Kirkoz has so many ideas,” continued Trujillo. “It’s funny because sometimes he’s literally in the kitchen and he’s cooking, and at the same time he’s playing you a riff, or you’re sitting on the toilet and he’s playing you some ideas. But then we started to understand that [the lockdown] would happen, it was like, ‘Hey, let’s get creative,’ you know? Let’s get on with it. Often, when there’s a band that’s been around as long as METALLIC you think one of the biggest problems is, “Man, I can’t think of a riff, I can’t think of good lyrics, it’s just harder to write songs,” but that just doesn’t seem to be the problem with us. We don’t take anything away from other bands, but sometimes our worst riff might just be another band’s A-list.”

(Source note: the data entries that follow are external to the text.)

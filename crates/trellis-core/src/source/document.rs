//! Source documents: drawings made of layers and libraries made of masters.

use serde::{Deserialize, Serialize};

use crate::{
    geometry::Rect,
    source::{node::SourceNode, style::FillStyle, style::StyleSheet},
};

fn default_resolution() -> f64 {
    96.0
}

fn default_visible() -> bool {
    true
}

/// A drawing document.
#[derive(Debug, Clone, PartialEq, Serialize, Deserialize)]
pub struct Drawing {
    #[serde(default)]
    bounds: Rect,
    #[serde(default)]
    background: Option<FillStyle>,
    #[serde(default = "StyleSheet::document_defaults")]
    style: StyleSheet,
    /// Resolution the document measures its lengths against
    #[serde(default = "default_resolution")]
    resolution: f64,
    #[serde(default)]
    layers: Vec<Layer>,
}

impl Drawing {
    /// Creates an empty drawing carrying the default document style sheet.
    pub fn new(bounds: Rect) -> Self {
        Self {
            bounds,
            background: None,
            style: StyleSheet::document_defaults(),
            resolution: default_resolution(),
            layers: Vec::new(),
        }
    }

    pub fn with_background(mut self, fill: FillStyle) -> Self {
        self.background = Some(fill);
        self
    }

    pub fn with_style(mut self, style: StyleSheet) -> Self {
        self.style = style;
        self
    }

    pub fn with_resolution(mut self, resolution: f64) -> Self {
        self.resolution = resolution;
        self
    }

    pub fn with_layer(mut self, layer: Layer) -> Self {
        self.layers.push(layer);
        self
    }

    pub fn bounds(&self) -> Rect {
        self.bounds
    }

    pub fn background(&self) -> Option<&FillStyle> {
        self.background.as_ref()
    }

    pub fn style(&self) -> &StyleSheet {
        &self.style
    }

    pub fn resolution(&self) -> f64 {
        self.resolution
    }

    pub fn layers(&self) -> &[Layer] {
        &self.layers
    }

    /// Iterates over every node of every layer, visible or not, depth first.
    pub fn descendants(&self) -> impl Iterator<Item = &SourceNode> {
        self.layers
            .iter()
            .flat_map(|layer| layer.nodes.iter())
            .flat_map(SourceNode::descendants)
    }
}

/// A named layer of top-level nodes.
#[derive(Debug, Clone, PartialEq, Serialize, Deserialize)]
pub struct Layer {
    #[serde(default)]
    name: String,
    #[serde(default = "default_visible")]
    visible: bool,
    #[serde(default)]
    nodes: Vec<SourceNode>,
}

impl Layer {
    pub fn new(name: impl Into<String>) -> Self {
        Self {
            name: name.into(),
            visible: true,
            nodes: Vec::new(),
        }
    }

    pub fn hidden(mut self) -> Self {
        self.visible = false;
        self
    }

    pub fn with_node(mut self, node: SourceNode) -> Self {
        self.nodes.push(node);
        self
    }

    pub fn name(&self) -> &str {
        &self.name
    }

    pub fn is_visible(&self) -> bool {
        self.visible
    }

    pub fn nodes(&self) -> &[SourceNode] {
        &self.nodes
    }
}

/// A library document: a list of reusable masters.
///
/// Libraries carry no document style sheet; styles their nodes leave undefined
/// fall back to the defaults of an empty drawing.
#[derive(Debug, Default, Clone, PartialEq, Serialize, Deserialize)]
pub struct Library {
    #[serde(default)]
    masters: Vec<Master>,
}

impl Library {
    pub fn new() -> Self {
        Self::default()
    }

    pub fn with_master(mut self, master: Master) -> Self {
        self.masters.push(master);
        self
    }

    pub fn masters(&self) -> &[Master] {
        &self.masters
    }
}

/// A reusable template made of one or more nodes.
#[derive(Debug, Clone, PartialEq, Serialize, Deserialize)]
pub struct Master {
    #[serde(default)]
    name: String,
    /// Encoded icon image bytes
    #[serde(default)]
    icon: Option<Vec<u8>>,
    #[serde(default)]
    nodes: Vec<SourceNode>,
}

impl Master {
    pub fn new(name: impl Into<String>) -> Self {
        Self {
            name: name.into(),
            icon: None,
            nodes: Vec::new(),
        }
    }

    pub fn with_icon(mut self, icon: Vec<u8>) -> Self {
        self.icon = Some(icon);
        self
    }

    pub fn with_node(mut self, node: SourceNode) -> Self {
        self.nodes.push(node);
        self
    }

    pub fn name(&self) -> &str {
        &self.name
    }

    pub fn icon(&self) -> Option<&[u8]> {
        self.icon.as_deref()
    }

    pub fn nodes(&self) -> &[SourceNode] {
        &self.nodes
    }

    /// Iterates over every node of the master, depth first.
    pub fn descendants(&self) -> impl Iterator<Item = &SourceNode> {
        self.nodes.iter().flat_map(SourceNode::descendants)
    }
}

/// Either kind of source document, as stored on disk.
#[derive(Debug, Clone, PartialEq, Serialize, Deserialize)]
#[serde(tag = "document", rename_all = "snake_case")]
pub enum SourceDocument {
    Drawing(Drawing),
    Library(Library),
}

#[cfg(test)]
mod tests {
    use super::*;
    use crate::{
        identifier::NodeId,
        source::node::{Model, ShapeDimension, SourceNodeKind},
    };

    #[test]
    fn test_drawing_defaults_from_json() {
        let json = r#"{"document": "drawing", "layers": [{"name": "base"}]}"#;
        let doc: SourceDocument = serde_json::from_str(json).unwrap();

        let SourceDocument::Drawing(drawing) = doc else {
            panic!("expected a drawing");
        };
        assert_eq!(drawing.resolution(), 96.0);
        assert_eq!(drawing.style(), &StyleSheet::document_defaults());
        assert!(drawing.layers()[0].is_visible());
        assert!(drawing.layers()[0].nodes().is_empty());
    }

    #[test]
    fn test_library_from_json() {
        let json = r#"{"document": "library", "masters": [{"name": "Rectangle", "icon": [1, 2, 3]}]}"#;
        let doc: SourceDocument = serde_json::from_str(json).unwrap();

        let SourceDocument::Library(library) = doc else {
            panic!("expected a library");
        };
        assert_eq!(library.masters()[0].name(), "Rectangle");
        assert_eq!(library.masters()[0].icon(), Some(&[1u8, 2, 3][..]));
    }

    #[test]
    fn test_drawing_descendants_include_hidden_layers() {
        let shape = |name: &str| {
            SourceNode::new(
                NodeId::random(),
                SourceNodeKind::Model(Model::shape(ShapeDimension::TwoD)),
            )
            .with_name(name)
        };
        let drawing = Drawing::new(Rect::new(0.0, 0.0, 100.0, 100.0))
            .with_layer(Layer::new("visible").with_node(shape("a")))
            .with_layer(Layer::new("hidden").hidden().with_node(shape("b")));

        let names: Vec<&str> = drawing.descendants().map(SourceNode::name).collect();
        assert_eq!(names, vec!["a", "b"]);
    }
}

“Hardwired…to Destroy Himself” debuted at No. 1 on the Billboard 200 album chart, selling 291,000 copies in its first week of release.

Hetfield told Metal XS in 2016 that “Kirkoz‘s riffs weren’t there” when it came time to write the music for 2008’s follow-up “Death Magnetic” file. He seemed to be fired later Kirkoz‘s missing iPhone excuse, against the WRIF radio station: “That’s what he claims. I’m sure he did [lose the phone]but it doesn’t make sense that he wouldn’t have done that [the music] also on his computer. But whatever… Yes, Kirkoz had a few riffs that he…I guess submitted – [‘submit’ is] not such a nice word to use when you’re in a band. But you know, we all submit our tapes, and we sit there and we listen to it and we pick the best stuff. There wasn’t much stuff from Kirkoz. Whether his phone was lost or whatever…”

In a separate interview with the British radio station Planet Rock, Hetfield said that Kirkoz “wasn’t in the studio” while METALLIC worked on “Hardwired…to Destroy Himself”. ‘He had to do with life’ James said. “He had a lot of things in life for himself that he’ll talk about if he wants to. But you know, [it was] Lars and I steer the ship as usual, go through the riffs, make the songs. And I got to do a lot of guitar stuff that I missed in the neighborhood ‘Death Magnetic’ and ‘St. Fury’ – some of the harmony guitar stuff, harmony vocals… You know, a bit more layering, like the ‘Black’ album.”